Stories and Texts for Nothing is a collection of stories by Samuel Beckett. It gathers three of Beckett's short stories ("The Expelled," "The Calmative," and "The End": all written in 1946) and the thirteen short prose pieces he named "Texts for Nothing" (1950–1952). All of these works are collected in the Grove Press edition of Beckett's complete short prose. They were originally written in French and published in 1955 by Les Éditions de Minuit as Nouvelles et Textes pour rien, with a second edition illustrated edition published by the same publisher in 1958.

==The Stories==

All three stories deal with the displacement or expulsion of old men who are forced to leave their modest lives in search of a new niche where they might fit.

==="The Expelled"===
Though the story deals with rejection and the forcible ejection of the narrator, it begins with the narrator's complaints regarding the difficulty of counting the stairs down which he had to go once he was expelled.
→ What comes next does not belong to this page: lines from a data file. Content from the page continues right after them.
//! Address Model

use serde::{Deserialize, Serialize};
use validator::Validate;

/// Pickup address — owned by exactly one client
///
/// Soft-deletable; an address referenced by an undeleted order stays
/// fetchable by id for order-detail rendering.
#[derive(Debug, Clone, Serialize, Deserialize)]
#[serde(rename_all = "camelCase")]
pub struct Address {
    pub id: i64,
    pub user_id: i64,
    pub label: Option<String>,
    pub line: String,
    pub city: Option<String>,
    pub comment: Option<String>,
    pub created_at: i64,
    pub deleted_at: Option<i64>,
}

impl Address {
    pub fn is_deleted(&self) -> bool {
        self.deleted_at.is_some()
    }
}

/// Create address payload
#[derive(Debug, Clone, Deserialize, Validate)]
#[serde(rename_all = "camelCase")]
pub struct AddressCreate {
    pub label: Option<String>,
    #[validate(length(min = 3, max = 256))]
    pub line: String,
    pub city: Option<String>,
    pub comment: Option<String>,
}

/// Update address payload
#[derive(Debug, Clone, Deserialize)]
#[serde(rename_all = "camelCase")]
pub struct AddressUpdate {
    pub label: Option<String>,
    pub line: Option<String>,
    pub city: Option<String>,
    pub comment: Option<String>,
}
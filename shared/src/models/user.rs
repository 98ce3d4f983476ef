//! User Model

use serde::{Deserialize, Serialize};
use validator::Validate;

/// Actor type — determines which routes and transitions a user may drive
#[derive(Debug, Clone, Copy, PartialEq, Eq, Hash, Serialize, Deserialize)]
#[serde(rename_all = "snake_case")]
pub enum UserType {
    Client,
    Courier,
    Staff,
}

impl UserType {
    pub fn as_str(&self) -> &'static str {
        match self {
            Self::Client => "client",
            Self::Courier => "courier",
            Self::Staff => "staff",
        }
    }
}

impl std::fmt::Display for UserType {
    fn fmt(&self, f: &mut std::fmt::Formatter<'_>) -> std::fmt::Result {
        f.write_str(self.as_str())
    }
}

#[derive(Debug, Clone, Copy, PartialEq, Eq, Serialize, Deserialize)]
#[serde(rename_all = "snake_case")]
pub enum UserStatus {
    Active,
    Blocked,
}

/// User entity
///
/// `password_hash` 永不序列化到响应；`deleted_at` 为软删除墓碑。
#[derive(Debug, Clone, Serialize, Deserialize)]
#[serde(rename_all = "camelCase")]
pub struct User {
    pub id: i64,
    /// Unique login key
    pub phone: String,
    pub email: Option<String>,
    #[serde(rename = "type")]
    pub user_type: UserType,
    pub status: UserStatus,
    /// Argon2 hash — never leaves the server
    #[serde(skip_serializing, default)]
    pub password_hash: String,
    pub created_at: i64,
    pub updated_at: i64,
    pub deleted_at: Option<i64>,
}

impl User {
    pub fn is_blocked(&self) -> bool {
        self.status == UserStatus::Blocked
    }

    pub fn is_deleted(&self) -> bool {
        self.deleted_at.is_some()
    }
}

/// Registration payload (`POST /api/auth/register`)
#[derive(Debug, Clone, Deserialize, Validate)]
#[serde(rename_all = "camelCase")]
pub struct RegisterRequest {
    /// E.164-style phone, the login key
    #[validate(length(min = 10, max = 20))]
    pub phone: String,
    #[validate(length(min = 8, max = 128))]
    pub password: String,
    #[validate(email)]
    pub email: Option<String>,
    /// client (default) or courier — staff accounts are created by staff
    #[serde(rename = "type")]
    pub user_type: Option<UserType>,
    pub device_id: Option<String>,
    pub platform: Option<String>,
}

/// Staff-driven user mutation (`PATCH /api/users/:id`)
#[derive(Debug, Clone, Deserialize)]
#[serde(rename_all = "camelCase")]
pub struct UserUpdate {
    pub status: Option<UserStatus>,
    pub email: Option<String>,
}
//! Roles API Module
//!
//! 权限目录读取与角色 CRUD，整组挂 `roles.manage`。

mod handler;

use std::sync::Arc;

use axum::routing::get;
use axum::{Router, middleware};

use crate::auth::require_permissions;
use crate::core::ServerState;

pub fn router() -> Router<Arc<ServerState>> {
    Router::new()
        .route("/api/roles", get(handler::list).post(handler::create))
        .route(
            "/api/roles/{id}",
            axum::routing::patch(handler::update).delete(handler::delete),
        )
        .route("/api/permissions", get(handler::all_permissions))
        .route_layer(middleware::from_fn(require_permissions(&["roles.manage"])))
}
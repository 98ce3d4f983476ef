//! Storage Abstraction
//!
//! 所有持久化状态的唯一写入路径。组件不得绕过 [`Store`] 直接改动实体，
//! 也不得跨请求缓存可变副本 — 每次鉴权/流转决策都重新读取当前状态。
//!
//! 后端可互换：本仓库内置 [`MemoryStore`]；关系型后端按同一契约实现。
//! 软删除返回墓碑实体而非物理删除；列表操作默认排除已删除记录。

pub mod memory;

pub use memory::MemoryStore;

use async_trait::async_trait;
use thiserror::Error;

use crate::audit::{AuditEntry, AuditQuery};
use shared::AppError;
use shared::models::{
    Address, CourierProfile, FinanceSnapshot, Order, OrderEvent, OrderStatus, Role, Session, User,
    Webhook, WebhookDelivery,
};

/// Storage error types
#[derive(Debug, Error)]
pub enum StoreError {
    #[error("Not found: {0}")]
    NotFound(String),

    #[error("Duplicate: {0}")]
    Duplicate(String),

    /// CAS 前置条件不满足（如订单状态已被并发修改）
    #[error("Conflict: {0}")]
    Conflict(String),

    #[error("Storage error: {0}")]
    Internal(String),
}

/// Result type for store operations
pub type StoreResult<T> = Result<T, StoreError>;

impl From<StoreError> for AppError {
    fn from(err: StoreError) -> Self {
        match err {
            StoreError::NotFound(resource) => AppError::not_found(resource),
            StoreError::Duplicate(resource) => {
                AppError::new(shared::ErrorCode::AlreadyExists).with_param("resource", resource)
            }
            StoreError::Conflict(detail) => {
                AppError::new(shared::ErrorCode::AlreadyExists).with_detail(detail)
            }
            StoreError::Internal(detail) => AppError::storage(detail),
        }
    }
}

/// Order listing filter
#[derive(Debug, Clone, Default)]
pub struct OrderFilter {
    pub client_id: Option<i64>,
    pub courier_id: Option<i64>,
    pub status: Option<OrderStatus>,
    pub include_deleted: bool,
}

/// 与状态 CAS 一并原子应用的字段
#[derive(Debug, Clone, Default)]
pub struct OrderTransition {
    pub to: Option<OrderStatus>,
    /// 指派时设置 courier_id（仅允许从 None 设置一次）
    pub set_courier: Option<i64>,
    pub completed_at: Option<i64>,
    pub finance: Option<FinanceSnapshot>,
}

impl OrderTransition {
    pub fn to(status: OrderStatus) -> Self {
        Self {
            to: Some(status),
            ..Default::default()
        }
    }
}

/// Storage contract — CRUD + filtered lists per entity
///
/// 实现要求：
/// - `transition_order` 必须对 `(status == from)` 做原子比较交换，
///   失败返回 [`StoreError::Conflict`] 且不产生任何写入。
/// - `soft_delete_*` 返回带 `deleted_at` 的墓碑实体。
/// - 审计与订单事件只增不改。
#[async_trait]
pub trait Store: Send + Sync {
    // ==================== Users ====================
    async fn create_user(&self, user: User) -> StoreResult<User>;
    async fn user_by_id(&self, id: i64) -> StoreResult<Option<User>>;
    async fn user_by_phone(&self, phone: &str) -> StoreResult<Option<User>>;
    async fn user_by_email(&self, email: &str) -> StoreResult<Option<User>>;
    async fn list_users(&self, include_deleted: bool) -> StoreResult<Vec<User>>;
    async fn update_user(&self, user: &User) -> StoreResult<User>;
    async fn soft_delete_user(&self, id: i64, at: i64) -> StoreResult<User>;

    // ==================== Roles & edges ====================
    async fn create_role(&self, role: Role, permissions: Vec<String>) -> StoreResult<Role>;
    async fn role_by_id(&self, id: i64) -> StoreResult<Option<Role>>;
    async fn role_by_name(&self, name: &str) -> StoreResult<Option<Role>>;
    async fn list_roles(&self) -> StoreResult<Vec<Role>>;
    async fn update_role(&self, role: &Role) -> StoreResult<Role>;
    async fn delete_role(&self, id: i64) -> StoreResult<bool>;

    async fn role_permissions(&self, role_id: i64) -> StoreResult<Vec<String>>;
    async fn set_role_permissions(&self, role_id: i64, permissions: Vec<String>)
    -> StoreResult<()>;

    async fn assign_user_role(&self, user_id: i64, role_id: i64) -> StoreResult<()>;
    async fn revoke_user_role(&self, user_id: i64, role_id: i64) -> StoreResult<bool>;
    async fn user_roles(&self, user_id: i64) -> StoreResult<Vec<Role>>;

    // ==================== Sessions ====================
    async fn create_session(&self, session: Session) -> StoreResult<Session>;
    async fn session_by_id(&self, id: i64) -> StoreResult<Option<Session>>;
    async fn session_by_token_hash(&self, hash: &str) -> StoreResult<Option<Session>>;
    async fn update_session(&self, session: &Session) -> StoreResult<Session>;
    async fn delete_session(&self, id: i64) -> StoreResult<bool>;
    async fn delete_user_sessions(&self, user_id: i64) -> StoreResult<u64>;
    async fn list_user_sessions(&self, user_id: i64) -> StoreResult<Vec<Session>>;

    // ==================== Addresses ====================
    async fn create_address(&self, address: Address) -> StoreResult<Address>;
    /// 返回包括软删除在内的记录（订单详情渲染需要）；可见性由调用方裁决
    async fn address_by_id(&self, id: i64) -> StoreResult<Option<Address>>;
    async fn list_addresses(&self, user_id: i64, include_deleted: bool)
    -> StoreResult<Vec<Address>>;
    async fn update_address(&self, address: &Address) -> StoreResult<Address>;
    async fn soft_delete_address(&self, id: i64, at: i64) -> StoreResult<Address>;

    // ==================== Courier profiles ====================
    async fn put_courier_profile(&self, profile: &CourierProfile) -> StoreResult<CourierProfile>;
    async fn courier_profile(&self, user_id: i64) -> StoreResult<Option<CourierProfile>>;
    /// 单调递增，返回新值
    async fn increment_completed_orders(&self, user_id: i64) -> StoreResult<u32>;

    // ==================== Orders ====================
    async fn create_order(&self, order: Order) -> StoreResult<Order>;
    async fn order_by_id(&self, id: i64) -> StoreResult<Option<Order>>;
    async fn list_orders(&self, filter: &OrderFilter) -> StoreResult<Vec<Order>>;
    /// 非状态字段更新（schedule、time window）
    async fn update_order(&self, order: &Order) -> StoreResult<Order>;
    /// 状态流转 CAS：`status == from` 时原子应用 `transition`
    async fn transition_order(
        &self,
        id: i64,
        from: OrderStatus,
        transition: OrderTransition,
    ) -> StoreResult<Order>;

    // ==================== Order events ====================
    async fn append_order_event(&self, event: OrderEvent) -> StoreResult<OrderEvent>;
    async fn order_events(&self, order_id: i64) -> StoreResult<Vec<OrderEvent>>;

    // ==================== Audit log ====================
    async fn append_audit(&self, entry: AuditEntry) -> StoreResult<AuditEntry>;
    /// 最后一条的 (sequence, curr_hash)，空链为 None
    async fn last_audit_meta(&self) -> StoreResult<Option<(u64, String)>>;
    async fn query_audit(&self, query: &AuditQuery) -> StoreResult<(Vec<AuditEntry>, u64)>;
    /// 按序列号升序返回指定时间范围的条目（链验证用）
    async fn audit_chain(&self, from: Option<i64>, to: Option<i64>)
    -> StoreResult<Vec<AuditEntry>>;

    // ==================== Webhooks ====================
    async fn create_webhook(&self, webhook: Webhook) -> StoreResult<Webhook>;
    async fn webhook_by_id(&self, id: i64) -> StoreResult<Option<Webhook>>;
    async fn list_webhooks(&self) -> StoreResult<Vec<Webhook>>;
    async fn update_webhook(&self, webhook: &Webhook) -> StoreResult<Webhook>;
    async fn delete_webhook(&self, id: i64) -> StoreResult<bool>;
    async fn record_delivery(&self, delivery: WebhookDelivery) -> StoreResult<WebhookDelivery>;
    async fn webhook_deliveries(&self, webhook_id: i64) -> StoreResult<Vec<WebhookDelivery>>;
}
//! Router extension for oneshot calls
//!
//! 不经网络栈直接驱动完整中间件链，集成测试的唯一入口。

use std::sync::Arc;

use anyhow::Result;
use axum::Router;
use axum::body::Body;
use http::{Request, Response};
use tower::Service;

use crate::core::ServerState;
use crate::routes::build_app;

/// Result type for oneshot API calls
pub type OneshotResult = Result<Response<Body>>;

/// Extension trait for ServerState to support oneshot calls
///
/// # Example
///
/// ```ignore
/// let state = ServerState::initialize(&config).await?;
/// let response = state
///     .oneshot(Request::builder().uri("/api/health").body(Body::empty())?)
///     .await?;
/// ```
#[async_trait::async_trait]
pub trait OneshotRouter {
    /// Process a request through the fully assembled app
    async fn oneshot(self: &Arc<Self>, request: Request<Body>) -> OneshotResult;
}

#[async_trait::async_trait]
impl OneshotRouter for ServerState {
    async fn oneshot(self: &Arc<Self>, request: Request<Body>) -> OneshotResult {
        let mut app: Router = build_app(self.clone());
        let response = app.call(request).await?;
        Ok(response)
    }
}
The story follows the narrator as he tries to find a new place for himself, all the while presenting his bitterness and anger towards many things in the world. The resentment in the story is not directed at the injustices of being thrown out of what we assume is the narrator's home, but of the more general injustices of life, such as being born at all, for which the only consolation the narrator finds is in distractions like mathematics.

==="Texts for Nothing"===

None of the thirteen "Texts for Nothing" were given titles; they present a variety of voices thrust into the unknown. According to S. E. Gontarski: "What one is left with after the Texts for Nothing is 'nothing,' incorporeal consciousness perhaps, into which Beckett plunged afresh in English in the early 1950s to produce a tale rich in imagery but short on external coherence." Thus these texts, when compared to the three earlier stories, as well as "First Love", may be interpreted as representing a movement in Beckett's writing from modernism to postmodernism. Unlike the earlier stories, these pieces are no longer completed stories but shards - "aperçus of a continuous unfolding narrative, glimpses at a never to be complete being (Narrative)." This idea is voiced in text 4, where the narrator admits stories are not required any more:

There's my life, why not, it is one, if you like, if you must, I don't say no, this evening. There has to be one, it seems, once there is speech, no need of a story, a story is not compulsory, just a life, that's the mistake I made, one of the mistakes, to have wanted a story for myself, whereas life alone is enough.